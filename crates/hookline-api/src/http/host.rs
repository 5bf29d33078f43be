//! Plugin protocol handlers.
//!
//! Each action names its provider and carries its own credentials, so
//! these routes never touch the host's subscription store.

use std::sync::Arc;

use axum::{
    Json,
    extract::State,
    response::IntoResponse,
};
use tracing::{Instrument, debug};

use hookline_core::extract_payload;
use hookline_protocols::error::{CredentialValidationError, TriggerDispatchError};
use hookline_protocols::wire::{
    DispatchEventRequest, InvokeEventRequest, InvokeEventResponse, RefreshRequest,
    SubscribeRequest, SubscriptionResponse, UnsubscribeRequest, UnsubscribeResponse,
    ValidateCredentialsRequest, ValidateCredentialsResponse,
};

use crate::error::ApiError;
use crate::state::AppState;

/// POST /plugin/trigger/validate_credentials
///
/// A rejected or malformed credential set is a normal `{result: false}`
/// answer. Only a check that could not run is an error.
pub async fn validate_credentials(
    State(state): State<Arc<AppState>>,
    Json(request): Json<ValidateCredentialsRequest>,
) -> Result<impl IntoResponse, ApiError> {
    let provider = state.registry.require(&request.call.provider)?;
    let response = match provider
        .constructor()
        .validate_credentials(&request.call.credentials)
        .await
    {
        Ok(()) => ValidateCredentialsResponse::valid(),
        Err(e @ CredentialValidationError::CheckFailed(_)) => return Err(e.into()),
        Err(e) => {
            debug!(provider = %request.call.provider, error = %e, "Credentials not valid");
            ValidateCredentialsResponse::invalid(e.to_string())
        }
    };
    Ok(Json(response))
}

/// POST /plugin/trigger/subscribe
pub async fn subscribe(
    State(state): State<Arc<AppState>>,
    Json(request): Json<SubscribeRequest>,
) -> Result<impl IntoResponse, ApiError> {
    let provider = state.registry.require(&request.call.provider)?;
    let ctx = request.call.context();
    let subscription = provider
        .constructor()
        .create_subscription(&ctx, &request.endpoint, &request.parameters)
        .await?;
    Ok(Json(SubscriptionResponse { subscription }))
}

/// POST /plugin/trigger/refresh
pub async fn refresh(
    State(state): State<Arc<AppState>>,
    Json(request): Json<RefreshRequest>,
) -> Result<impl IntoResponse, ApiError> {
    let provider = state.registry.require(&request.call.provider)?;
    let ctx = request.call.context();
    let subscription = provider
        .constructor()
        .refresh_subscription(&ctx, &request.subscription)
        .await?;
    Ok(Json(SubscriptionResponse { subscription }))
}

/// POST /plugin/trigger/unsubscribe
pub async fn unsubscribe(
    State(state): State<Arc<AppState>>,
    Json(request): Json<UnsubscribeRequest>,
) -> Result<impl IntoResponse, ApiError> {
    let provider = state.registry.require(&request.call.provider)?;
    let ctx = request.call.context();
    let result = provider
        .constructor()
        .delete_subscription(&ctx, &request.subscription)
        .await?;
    Ok(Json(UnsubscribeResponse {
        subscription: request.subscription,
        result,
    }))
}

/// POST /plugin/trigger/dispatch_event
pub async fn dispatch_event(
    State(state): State<Arc<AppState>>,
    Json(request): Json<DispatchEventRequest>,
) -> Result<impl IntoResponse, ApiError> {
    let provider = state.registry.require(&request.call.provider)?;
    let ctx = request.call.context();
    let webhook = request.request()?;
    let dispatch = provider
        .trigger()
        .dispatch_event(&ctx, &request.subscription, &webhook)
        .await?;
    Ok(Json(dispatch))
}

/// POST /plugin/trigger/invoke_event
pub async fn invoke_event(
    State(state): State<Arc<AppState>>,
    Json(request): Json<InvokeEventRequest>,
) -> Result<impl IntoResponse, ApiError> {
    let provider = state.registry.require(&request.call.provider)?;
    let event = provider
        .event(&request.event)
        .ok_or_else(|| TriggerDispatchError::EventNotFound(request.event.clone()))?;
    let ctx = request.call.context();
    let webhook = request.request()?;
    let payload = match request.payload {
        Some(payload) => payload,
        None => extract_payload(&webhook.body)?,
    };

    let outcome = event
        .on_event(&ctx, &webhook, &request.parameters, &payload)
        .instrument(ctx.span("invoke_event"))
        .await?;
    Ok(Json(InvokeEventResponse::from(outcome)))
}
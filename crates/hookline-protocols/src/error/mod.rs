//! Error types for the Hookline protocol layer.

mod credential;
mod dispatch;
mod registry;
mod subscription;
mod unsubscribe;
mod upstream;

pub use credential::*;
pub use dispatch::*;
pub use registry::*;
pub use subscription::*;
pub use unsubscribe::*;
pub use upstream::*;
━━━━━━━━
Exercise:
Transcribe the entries exactly.

Solved problem:
filename crates/hookline-api/src/http/host.rs
repository 5bf29d33078f43be
//! Plugin protocol handlers.
//!
//! Each action names its provider and carries its own credentials, so
//! these routes never touch the host's subscription store.

use std::sync::Arc;

use axum::{
    Json,
    extract::State,
    response::IntoResponse,
};
use tracing::{Instrument, debug};

use hookline_core::extract_payload;
use hookline_protocols::error::{CredentialValidationError, TriggerDispatchError};
use hookline_protocols::wire::{
    DispatchEventRequest, InvokeEventRequest, InvokeEventResponse, RefreshRequest,
    SubscribeRequest, SubscriptionResponse, UnsubscribeRequest, UnsubscribeResponse,
    ValidateCredentialsRequest, ValidateCredentialsResponse,
};

use crate::error::ApiError;
use crate::state::AppState;

/// POST /plugin/trigger/validate_credentials
///
/// A rejected or malformed credential set is a normal `{result: false}`
/// answer. Only a check that could not run is an error.
pub async fn validate_credentials(
    State(state): State<Arc<AppState>>,
    Json(request): Json<ValidateCredentialsRequest>,
) -> Result<impl IntoResponse, ApiError> {
    let provider = state.registry.require(&request.call.provider)?;
    let response = match provider
        .constructor()
        .validate_credentials(&request.call.credentials)
        .await
    {
        Ok(()) => ValidateCredentialsResponse::valid(),
        Err(e @ CredentialValidationError::CheckFailed(_)) => return Err(e.into()),
        Err(e) => {
            debug!(provider = %request.call.provider, error = %e, "Credentials not valid");
            ValidateCredentialsResponse::invalid(e.to_string())
        }
    };
    Ok(Json(response))
}

/// POST /plugin/trigger/subscribe
pub async fn subscribe(
    State(state): State<Arc<AppState>>,
    Json(request): Json<SubscribeRequest>,
) -> Result<impl IntoResponse, ApiError> {
    let provider = state.registry.require(&request.call.provider)?;
    let ctx = request.call.context();
    let subscription = provider
        .constructor()
        .create_subscription(&ctx, &request.endpoint, &request.parameters)
        .await?;
    Ok(Json(SubscriptionResponse { subscription }))
}

/// POST /plugin/trigger/refresh
pub async fn refresh(
    State(state): State<Arc<AppState>>,
    Json(request): Json<RefreshRequest>,
) -> Result<impl IntoResponse, ApiError> {
    let provider = state.registry.require(&request.call.provider)?;
    let ctx = request.call.context();
    let subscription = provider
        .constructor()
        .refresh_subscription(&ctx, &request.subscription)
        .await?;
    Ok(Json(SubscriptionResponse { subscription }))
}

/// POST /plugin/trigger/unsubscribe
pub async fn unsubscribe(
    State(state): State<Arc<AppState>>,
    Json(request): Json<UnsubscribeRequest>,
) -> Result<impl IntoResponse, ApiError> {
    let provider = state.registry.require(&request.call.provider)?;
    let ctx = request.call.context();
    let result = provider
        .constructor()
        .delete_subscription(&ctx, &request.subscription)
        .await?;
    Ok(Json(UnsubscribeResponse {
        subscription: request.subscription,
        result,
    }))
}

/// POST /plugin/trigger/dispatch_event
pub async fn dispatch_event(
    State(state): State<Arc<AppState>>,
    Json(request): Json<DispatchEventRequest>,
) -> Result<impl IntoResponse, ApiError> {
    let provider = state.registry.require(&request.call.provider)?;
    let ctx = request.call.context();
    let webhook = request.request()?;
    let dispatch = provider
        .trigger()
        .dispatch_event(&ctx, &request.subscription, &webhook)
        .await?;
    Ok(Json(dispatch))
}

/// POST /plugin/trigger/invoke_event
pub async fn invoke_event(
    State(state): State<Arc<AppState>>,
    Json(request): Json<InvokeEventRequest>,
) -> Result<impl IntoResponse, ApiError> {
    let provider = state.registry.require(&request.call.provider)?;
    let event = provider
        .event(&request.event)
        .ok_or_else(|| TriggerDispatchError::EventNotFound(request.event.clone()))?;
    let ctx = request.call.context();
    let webhook = request.request()?;
    let payload = match request.payload {
        Some(payload) => payload,
        None => extract_payload(&webhook.body)?,
    };

    let outcome = event
        .on_event(&ctx, &webhook, &request.parameters, &payload)
        .instrument(ctx.span("invoke_event"))
        .await?;
    Ok(Json(InvokeEventResponse::from(outcome)))
}
filename crates/hookline-protocols/src/error/mod.rs
//! Error types for the Hookline protocol layer.

mod credential;
mod dispatch;
mod registry;
mod subscription;
mod unsubscribe;
mod upstream;

pub use credential::*;
pub use dispatch::*;
pub use registry::*;
pub use subscription::*;
pub use unsubscribe::*;
pub use upstream::*;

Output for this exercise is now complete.